Copy out every record precisely.

(Stored data)
....
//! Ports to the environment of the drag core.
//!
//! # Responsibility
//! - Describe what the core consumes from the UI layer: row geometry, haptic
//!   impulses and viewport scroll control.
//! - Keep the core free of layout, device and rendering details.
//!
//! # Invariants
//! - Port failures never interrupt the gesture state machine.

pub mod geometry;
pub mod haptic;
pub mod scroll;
....
#### [Result of the task]
//! Ports to the environment of the drag core.
//!
//! # Responsibility
//! - Describe what the core consumes from the UI layer: row geometry, haptic
//!   impulses and viewport scroll control.
//! - Keep the core free of layout, device and rendering details.
//!
//! # Invariants
//! - Port failures never interrupt the gesture state machine.

pub mod geometry;
pub mod haptic;
pub mod scroll;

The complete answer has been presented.